INFORMATION:
_ _ _ _
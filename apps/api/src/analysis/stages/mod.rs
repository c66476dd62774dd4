//! The four pipeline stages and their shared contract.
//!
//! Each stage is a pure function over already-validated inputs. The orchestrator
//! runs them in a fixed order and tags any failure with the stage's name.

use serde::{Deserialize, Serialize};
use thiserror::Error;

use crate::analysis::bundle::BundleError;

pub mod bullet_generation;
pub mod gap_analysis;
pub mod jd_parsing;
pub mod skill_matching;

pub use bullet_generation::BulletGeneration;
pub use gap_analysis::GapAnalysis;
pub use jd_parsing::JdParsing;
pub use skill_matching::SkillMatching;

/// A named step of the analysis pipeline.
///
/// Each stage also exposes an inherent `run(input) -> Result<_, StageFailure>`
/// taking its own borrowed input struct.
pub trait Stage {
    const NAME: &'static str;
    const DESCRIPTION: &'static str;

    fn info() -> ExecutedSkill {
        ExecutedSkill {
            name: Self::NAME.to_string(),
            description: Self::DESCRIPTION.to_string(),
        }
    }
}

/// Audit-trail entry for a stage that ran.
#[derive(Debug, Clone, PartialEq, Eq, Serialize, Deserialize)]
pub struct ExecutedSkill {
    pub name: String,
    pub description: String,
}

/// Why a stage (or the bundle request feeding it) failed.
#[derive(Debug, Error)]
pub enum StageFailure {
    #[error(transparent)]
    Generative(#[from] BundleError),

    #[error("only {produced} bullets survived sanitization; at least {required} are required")]
    SanitizationExhausted { produced: usize, required: usize },
}

/// A stage failure tagged with the stage that raised it.
/// Displays as `[<stage name>] <original message>`.
#[derive(Debug, Error)]
#[error("[{stage}] {failure}")]
pub struct StageError {
    pub stage: &'static str,
    #[source]
    pub failure: StageFailure,
}

impl StageError {
    pub fn new(stage: &'static str, failure: impl Into<StageFailure>) -> Self {
        Self {
            stage,
            failure: failure.into(),
        }
    }
}

#[cfg(test)]
mod tests {
    use super::*;

    #[test]
    fn test_stage_error_display_is_tagged() {
        let err = StageError::new(
            BulletGeneration::NAME,
            StageFailure::SanitizationExhausted {
                produced: 1,
                required: 3,
            },
        );
        assert_eq!(
            err.to_string(),
            "[Bullet Generation Skill] only 1 bullets survived sanitization; at least 3 are required"
        );
    }

    #[test]
    fn test_generative_failure_keeps_original_message() {
        let err = StageError::new("Analysis Bundle", BundleError::NotAnObject);
        assert!(err.to_string().starts_with("[Analysis Bundle] "));
        assert!(err.to_string().contains("must be a JSON object"));
    }

    #[test]
    fn test_info_copies_name_and_description() {
        let info = JdParsing::info();
        assert_eq!(info.name, JdParsing::NAME);
        assert_eq!(info.description, JdParsing::DESCRIPTION);
    }
}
_ _ _ _
HOW TO COMPLETE THIS TASK: Copy every line of the material above in which the word "JdParsing" appears.

EXERCISE RESPONSE:
pub use jd_parsing::JdParsing;
        let info = JdParsing::info();
        assert_eq!(info.name, JdParsing::NAME);
        assert_eq!(info.description, JdParsing::DESCRIPTION);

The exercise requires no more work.